What might 11 somewhat inebriated intellectuals be doing sitting together at the same table? Perhaps establishing the first Italian literary competition, of course. All jokes aside, the Bagutta Prize was the creation of a group of friends who had had a little too much to drink. Of the 11 judges, only one was a non-drinker.
The history of twentieth-century literature was written here, on a napkin.

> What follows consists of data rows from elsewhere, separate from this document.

// Copyright (c) 2025 Ledgerbook Contributors.
// All rights reserved.
//
// This source code is licensed under the license found in the
// LICENSE file in the root directory of this source tree.

use std::collections::HashMap;
use std::fs;
use std::path::Path;

use chrono::NaiveDate;
use csv::ReaderBuilder;
use log::{debug, info};
use rusqlite::{Connection, params};
use rust_decimal::Decimal;

use crate::error::Result;
use crate::models::{ImportError, ImportResult, TransactionType};
use crate::sanitize::sanitize_text;
use crate::services::exporter::UTF8_BOM;
use crate::utils::parse_date;

pub const MAX_IMPORT_FILE_SIZE: u64 = 5 * 1024 * 1024;
pub const MAX_IMPORT_ROWS: u32 = 10_000;

const EXPECTED_FIELDS: usize = 6;

/// A category referenced by a pending row: either one that already exists in
/// the store, or one synthesized during this import and persisted with the
/// batch. Pending rows reference the placeholder by index because no id
/// exists before the final write.
#[derive(Clone, Copy)]
enum CategoryRef {
    Existing(i64),
    Pending(usize),
}

struct PendingCategory {
    name: String,
    r#type: TransactionType,
    icon: &'static str,
    color: &'static str,
}

struct PendingRow {
    date: NaiveDate,
    r#type: TransactionType,
    amount: Decimal,
    category: CategoryRef,
    account_id: i64,
    note: Option<String>,
}

/// Reads and imports a CSV file, taking the declared file size from the
/// filesystem metadata.
pub fn import_transactions_from_path(conn: &mut Connection, path: &Path) -> Result<ImportResult> {
    let declared_size = fs::metadata(path)?.len();
    if declared_size > MAX_IMPORT_FILE_SIZE {
        return Ok(size_rejection());
    }
    let data = fs::read(path)?;
    import_transactions(conn, &data)
}

/// Parses an uploaded CSV payload and imports the valid rows.
///
/// Row failures are isolated: each appends a line-numbered error and the
/// stream continues. Only the size cap, the row cap, and an empty file are
/// batch-fatal, and all of them leave the store untouched. Rows that pass
/// validation are persisted together in one storage transaction after the
/// whole stream has been consumed, so a failure anywhere before that point
/// has no side effects.
pub fn import_transactions(conn: &mut Connection, data: &[u8]) -> Result<ImportResult> {
    let mut result = ImportResult::default();
    if data.len() as u64 > MAX_IMPORT_FILE_SIZE {
        return Ok(size_rejection());
    }

    let data = data.strip_prefix(UTF8_BOM.as_slice()).unwrap_or(data);
    let mut rdr = ReaderBuilder::new()
        .has_headers(false)
        .flexible(true)
        .from_reader(data);
    let mut records = rdr.byte_records();

    // The first record is the header; it is consumed without validation.
    match records.next() {
        Some(header) => {
            header?;
        }
        None => {
            result.errors.push(file_error("no valid data"));
            return Ok(result);
        }
    }

    let account_lookup = load_account_lookup(conn)?;
    let mut category_lookup = load_category_lookup(conn)?;
    let mut pending_categories: Vec<PendingCategory> = Vec::new();
    let mut pending_rows: Vec<PendingRow> = Vec::new();

    for record in records {
        let record = record?;
        let line = record.position().map_or(0, |p| p.line());

        // Whitespace-only lines do not count as data rows.
        if record.len() == 1
            && record
                .get(0)
                .is_none_or(|f| f.iter().all(u8::is_ascii_whitespace))
        {
            continue;
        }

        result.total_rows += 1;
        if result.total_rows > MAX_IMPORT_ROWS {
            result.success_count = 0;
            result.failed_count = result.total_rows;
            result.errors.push(ImportError {
                line,
                message: "CSV import cannot exceed 10,000 rows".to_string(),
            });
            return Ok(result);
        }

        if record.len() != EXPECTED_FIELDS {
            row_failed(&mut result, line, "incorrect field count, expected 6");
            continue;
        }
        let fields: Vec<String> = record
            .iter()
            .map(|f| String::from_utf8_lossy(f).into_owned())
            .collect();

        let date = match parse_date(&fields[0]) {
            Ok(date) => date,
            Err(_) => {
                row_failed(&mut result, line, "invalid date format, use YYYY-MM-DD");
                continue;
            }
        };

        let Some(r#type) = parse_type_token(&fields[1]) else {
            row_failed(&mut result, line, "invalid transaction type");
            continue;
        };

        let amount = match fields[2].trim().parse::<Decimal>() {
            Ok(amount) if amount > Decimal::ZERO => amount,
            _ => {
                row_failed(&mut result, line, "amount must be greater than 0");
                continue;
            }
        };

        let category_name = sanitize_text(&fields[3]);
        if category_name.is_empty() {
            row_failed(&mut result, line, "category cannot be empty");
            continue;
        }

        let account_name = sanitize_text(&fields[4]);
        if account_name.is_empty() {
            row_failed(&mut result, line, "account cannot be empty");
            continue;
        }
        let Some(&account_id) = account_lookup.get(&account_name.to_lowercase()) else {
            row_failed(&mut result, line, &format!("account not found: {account_name}"));
            continue;
        };

        let category_key = (r#type, category_name.to_lowercase());
        let category = *category_lookup.entry(category_key).or_insert_with(|| {
            let (icon, color) = default_category_style(r#type);
            pending_categories.push(PendingCategory {
                name: category_name,
                r#type,
                icon,
                color,
            });
            CategoryRef::Pending(pending_categories.len() - 1)
        });

        let note = sanitize_text(&fields[5]);
        pending_rows.push(PendingRow {
            date,
            r#type,
            amount,
            category,
            account_id,
            note: (!note.is_empty()).then_some(note),
        });
        result.success_count += 1;
    }

    if result.total_rows == 0 {
        result.errors.push(file_error("no valid data"));
        return Ok(result);
    }

    if result.success_count > 0 {
        persist(conn, &pending_categories, &pending_rows)?;
    }
    info!(
        "imported {} of {} rows ({} failed)",
        result.success_count, result.total_rows, result.failed_count
    );
    Ok(result)
}

/// Writes synthesized categories and validated rows as one atomic batch.
fn persist(
    conn: &mut Connection,
    pending_categories: &[PendingCategory],
    pending_rows: &[PendingRow],
) -> Result<()> {
    let tx = conn.transaction()?;

    let mut category_ids = Vec::with_capacity(pending_categories.len());
    for category in pending_categories {
        tx.execute(
            "INSERT INTO categories(name, icon, type, color, sort_order, is_default) \
             VALUES (?1, ?2, ?3, ?4, 0, 0)",
            params![category.name, category.icon, category.r#type, category.color],
        )?;
        category_ids.push(tx.last_insert_rowid());
    }

    for row in pending_rows {
        let category_id = match row.category {
            CategoryRef::Existing(id) => id,
            CategoryRef::Pending(index) => category_ids[index],
        };
        tx.execute(
            "INSERT INTO transactions(date, type, amount, category_id, account_id, note) \
             VALUES (?1, ?2, ?3, ?4, ?5, ?6)",
            params![
                row.date,
                row.r#type,
                row.amount.to_string(),
                category_id,
                row.account_id,
                row.note
            ],
        )?;
    }

    tx.commit()?;
    Ok(())
}

// Lookup keys are folded in Rust, not with SQLite's lower(), which only
// handles ASCII; the row probes use the same folding.
fn load_account_lookup(conn: &Connection) -> Result<HashMap<String, i64>> {
    let mut stmt = conn.prepare("SELECT name, id FROM accounts WHERE is_deleted = 0")?;
    let rows = stmt.query_map([], |r| Ok((r.get::<_, String>(0)?, r.get::<_, i64>(1)?)))?;
    let mut lookup = HashMap::new();
    for row in rows {
        let (name, id) = row?;
        lookup.insert(name.to_lowercase(), id);
    }
    Ok(lookup)
}

fn load_category_lookup(
    conn: &Connection,
) -> Result<HashMap<(TransactionType, String), CategoryRef>> {
    let mut stmt = conn.prepare("SELECT type, name, id FROM categories WHERE is_deleted = 0")?;
    let rows = stmt.query_map([], |r| {
        Ok((
            r.get::<_, TransactionType>(0)?,
            r.get::<_, String>(1)?,
            r.get::<_, i64>(2)?,
        ))
    })?;
    let mut lookup = HashMap::new();
    for row in rows {
        let (r#type, name, id) = row?;
        lookup.insert((r#type, name.to_lowercase()), CategoryRef::Existing(id));
    }
    Ok(lookup)
}

/// Accepts the localized and English type tokens, case-insensitively.
fn parse_type_token(token: &str) -> Option<TransactionType> {
    let token = token.trim();
    if token == "收入" || token.eq_ignore_ascii_case("income") {
        Some(TransactionType::Income)
    } else if token == "支出" || token.eq_ignore_ascii_case("expense") {
        Some(TransactionType::Expense)
    } else {
        None
    }
}

fn default_category_style(r#type: TransactionType) -> (&'static str, &'static str) {
    match r#type {
        TransactionType::Income => ("💰", "#4CAF50"),
        TransactionType::Expense => ("📎", "#7C8798"),
    }
}

fn row_failed(result: &mut ImportResult, line: u64, message: &str) {
    debug!("import row at line {line} failed: {message}");
    result.failed_count += 1;
    result.errors.push(ImportError {
        line,
        message: message.to_string(),
    });
}

fn file_error(message: &str) -> ImportError {
    ImportError {
        line: 0,
        message: message.to_string(),
    }
}

fn size_rejection() -> ImportResult {
    ImportResult {
        errors: vec![file_error("CSV file size cannot exceed 5MB")],
        ..ImportResult::default()
    }
}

The group of friends were so fond of their gatherings at the restaurant that they decided to fine whoever was absent. It was Orio Vergani who exclaimed, "I will pay a fine, but why not give the money to the author of the book we like best?" Everyone then took out 100 liras each, and amidst half-empty wine glasses, the rules of the prize were drawn up on the back of a napkin.
Paying in art.
Dinner in exchange for a work of art. Back then, the place was frequented by so many artists that they often preferred to settle the bill with their pieces of art rather than money.
A legacy of great significance.
It would be difficult to recreate the stories of a century ago today, but Bagutta's legacy lives on in the Gran Baguttin, which keeps the original philosophy alive by offering the city a place where the art of eating well is intwined with local culture.